Além disso, o tecido cicatricial produzido como consequência dos procedimentos cirúrgicos gera frequentemente forças centrípetas na região maxilar, que promovem o aparecimento de condições clínicas indesejáveis, como o colapso ântero‑posterior e transversal do maxilar superior e o avanço da pré‑maxila.7
Em 1950, McNeil utilizou pela primeira vez placas obturadoras para aproximar os segmentos alveolares em recém nascidos com FLP.8 Mais tarde, em 1984, estudos efetuados em recém‑nascido demonstraram que a cartilagem auricular poderia ser moldada com resultados permanentes, se o tratamento fosse iniciado nos primeiros dias de vida - devido ao aumento da plasticidade da cartilagem no recém nascido, resultante dos elevados níveis de estrogénio materno circulante na corrente sanguínea da criança.9
O primeiro protocolo de tratamento com modelador naso‑alveolar (NAM, do acrónimo anglo saxônico nasoalveolar molding) foi estabelecido em 1999. O NAM é um aparelho de ortopedia pré‑cirúrgica que permite reduzir a dimensão da fenda e realizar o modelamento da cartilagem nasal.10
O Instituto de Ortodontia da Faculdade de Medicina da Universidade de Coimbra em colaboração com o Hospital Pediátrico de Coimbra elaborou um protocolo de atuação para implementação de modelagem nasoalveolar pré‑cirúrgica.
Este protocolo será relatado através dos casos clínicos expostos e obtidos de forma aleatória, mas com o mesmo follow up.
Casos clínicos
Dois recém nascidos do sexo masculino, com 2 semanas de vida, foram referenciados para avaliação clínica, na qual observou‑se serem portadores no caso (A) de FLP bilateral e no caso (B) de FLP esquerda, sem outras patologias associadas (sindrómicas ou não‑sindrómicas).

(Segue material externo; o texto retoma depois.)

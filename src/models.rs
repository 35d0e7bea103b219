//! Core data models for depmap
//!
//! These models flow from file discovery through extraction into the
//! dependency resolver. Everything here is produced once and then only read.

use serde::{Deserialize, Serialize};
use std::path::PathBuf;

/// A source file selected for analysis
#[derive(Debug, Clone, PartialEq, Eq, Serialize, Deserialize)]
pub struct FileInfo {
    pub path: PathBuf,
    /// Path relative to the analysed root, always `/`-separated
    pub relative_path: String,
    pub size: u64,
}

impl FileInfo {
    pub fn new(path: impl Into<PathBuf>, relative_path: impl Into<String>, size: u64) -> Self {
        Self {
            path: path.into(),
            relative_path: relative_path.into(),
            size,
        }
    }
}

/// Kind of a declared program element
#[derive(Debug, Clone, Copy, PartialEq, Eq, PartialOrd, Ord, Hash, Serialize, Deserialize)]
#[serde(rename_all = "lowercase")]
pub enum DeclarationKind {
    Class,
    Function,
    Method,
    Property,
    Constant,
}

impl DeclarationKind {
    pub fn as_str(&self) -> &'static str {
        match self {
            DeclarationKind::Class => "class",
            DeclarationKind::Function => "function",
            DeclarationKind::Method => "method",
            DeclarationKind::Property => "property",
            DeclarationKind::Constant => "constant",
        }
    }
}

impl std::fmt::Display for DeclarationKind {
    fn fmt(&self, f: &mut std::fmt::Formatter<'_>) -> std::fmt::Result {
        f.write_str(self.as_str())
    }
}

#[derive(Debug, Clone, Copy, PartialEq, Eq, Hash, Serialize, Deserialize, Default)]
#[serde(rename_all = "lowercase")]
pub enum Visibility {
    #[default]
    Public,
    Private,
    Protected,
}

impl Visibility {
    /// Parse a visibility keyword; `var` is the legacy spelling of public
    pub fn from_keyword(keyword: &str) -> Option<Self> {
        match keyword.trim() {
            "public" | "var" => Some(Visibility::Public),
            "private" => Some(Visibility::Private),
            "protected" => Some(Visibility::Protected),
            _ => None,
        }
    }
}

/// A named element declared in source
#[derive(Debug, Clone, PartialEq, Eq, Serialize, Deserialize)]
pub struct Declaration {
    pub kind: DeclarationKind,
    pub name: String,
    /// Empty for the global namespace
    pub namespace: String,
    /// Set for methods, properties and class constants
    pub owning_class: Option<String>,
    /// Only members carry a visibility
    pub visibility: Option<Visibility>,
    pub is_static: bool,
    pub is_abstract: bool,
    pub line: u32,
    pub parameters: Vec<String>,
    pub return_type: Option<String>,
}

impl Declaration {
    pub fn new(kind: DeclarationKind, name: &str, namespace: &str, line: u32) -> Self {
        Self {
            kind,
            name: name.to_string(),
            namespace: namespace.to_string(),
            owning_class: None,
            visibility: None,
            is_static: false,
            is_abstract: false,
            line,
            parameters: Vec::new(),
            return_type: None,
        }
    }

    /// `namespace\name`, or the bare name in the global namespace
    pub fn full_name(&self) -> String {
        qualify(&self.namespace, &self.name)
    }
}

/// Join a namespace and a short name with the namespace separator
pub fn qualify(namespace: &str, name: &str) -> String {
    if namespace.is_empty() {
        name.to_string()
    } else {
        format!("{}\\{}", namespace, name)
    }
}

/// Kind of a usage site
#[derive(Debug, Clone, Copy, PartialEq, Eq, Hash, Serialize, Deserialize)]
#[serde(rename_all = "snake_case")]
pub enum UsageKind {
    Instantiation,
    MethodCall,
    StaticCall,
    FunctionCall,
}

impl UsageKind {
    pub fn as_str(&self) -> &'static str {
        match self {
            UsageKind::Instantiation => "instantiation",
            UsageKind::MethodCall => "method_call",
            UsageKind::StaticCall => "static_call",
            UsageKind::FunctionCall => "function_call",
        }
    }
}

/// One textual reference to another element
#[derive(Debug, Clone, PartialEq, Eq, Serialize, Deserialize)]
pub struct Usage {
    pub kind: UsageKind,
    /// Raw name; `Class::member` for static calls
    pub name: String,
    /// Enclosing function/method, else enclosing class, else empty
    pub context: String,
    pub line: u32,
}

/// An import (`use`) statement
#[derive(Debug, Clone, PartialEq, Eq, Serialize, Deserialize)]
pub struct Import {
    pub path: String,
    pub alias: Option<String>,
    pub line: u32,
}

/// Everything extracted from one source file
#[derive(Debug, Clone, Default, PartialEq, Eq, Serialize, Deserialize)]
pub struct ParsedFile {
    pub path: PathBuf,
    pub relative_path: String,
    pub namespace: String,
    pub imports: Vec<Import>,
    pub declarations: Vec<Declaration>,
    pub usages: Vec<Usage>,
}

impl ParsedFile {
    pub fn new(path: impl Into<PathBuf>, relative_path: impl Into<String>) -> Self {
        Self {
            path: path.into(),
            relative_path: relative_path.into(),
            ..Default::default()
        }
    }
}

#[cfg(test)]
mod tests {
    use super::*;

    #[test]
    fn test_full_name() {
        let global = Declaration::new(DeclarationKind::Function, "format_phone", "", 3);
        assert_eq!(global.full_name(), "format_phone");

        let scoped = Declaration::new(DeclarationKind::Class, "User", "App\\Models", 7);
        assert_eq!(scoped.full_name(), "App\\Models\\User");
    }

    #[test]
    fn test_visibility_keywords() {
        assert_eq!(Visibility::from_keyword("var"), Some(Visibility::Public));
        assert_eq!(
            Visibility::from_keyword(" protected "),
            Some(Visibility::Protected)
        );
        assert_eq!(Visibility::from_keyword("static"), None);
    }
}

Não foram reportados antecedentes familiares, nem a exposição dos progenitores a fatores epigenéticos durante o período concepção e gestacional.
No exame físico extra‑oral foi possível identificar a eversão do prolabium, desvio lateral da pré‑maxila e deformidade da cartilagem nasal em ambos os casos. No exame intraoral, observou‑se o desalinhamento dos segmentos alveolares com um gap interalveolar no caso (A) de 2,1 centímetros à direita e 1,9 centímetros à esquerda e no caso (B) com 3,5 centímetros à esquerda.
Todos os procedimentos clínicos foram realizados com o consentimento informado dos progenitores/cuidadores.
A impressão intraoral foi realizada com silicone de adição em consistência de massa (soft putty/regular set, AquasilTM, Dentsply Sirona) às duas semanas de vida, com recurso a uma moldeira pré‑fabricada e adaptada a cada um dos bebés. A impressão foi efetuada no caso (A) ao décimo terceiro dia de vida e no caso (B) ao décimo quinto dia (Figuras 1 e 2). Na impressão, o bebé é posicionado em decúbito ventral, permitindo a anteriorizarão da língua e o escoamento dos fluídos orais, por forma a evitar a obstrução das vias aéreas. Os pais são aconselhados a não alimentarem a criança nas três horas precedentes à realização da impressão. Seguidamente, as cavidades orais e nasais são inspecionadas com intuito de remover qualquer material residual da impressão.
Os dispositivos NAM foram confeccionados em acrílico autopolimerizável, com dois a quatro milímetros de espessura, para fornecer a rigidez necessária durante o tratamento (Figuras 3, 4 e 5). Em ambos os casos, o botão de retenção foi posicionado anteriormente à base do NAM, com um ângulo de 40 graus. Um orifício com 5 milímetros foi realizado no centro da base, para impedir a obstrução temporária das vias aéreas em caso de desinserção e queda posterior do aparelho. Posteriormente, e antes da inserção, cada dispositivo foi minuciosamente inspecionado, tendo sido verificado os limites de recobrimento anatómico com o objetivo de evitar o trauma intraoral.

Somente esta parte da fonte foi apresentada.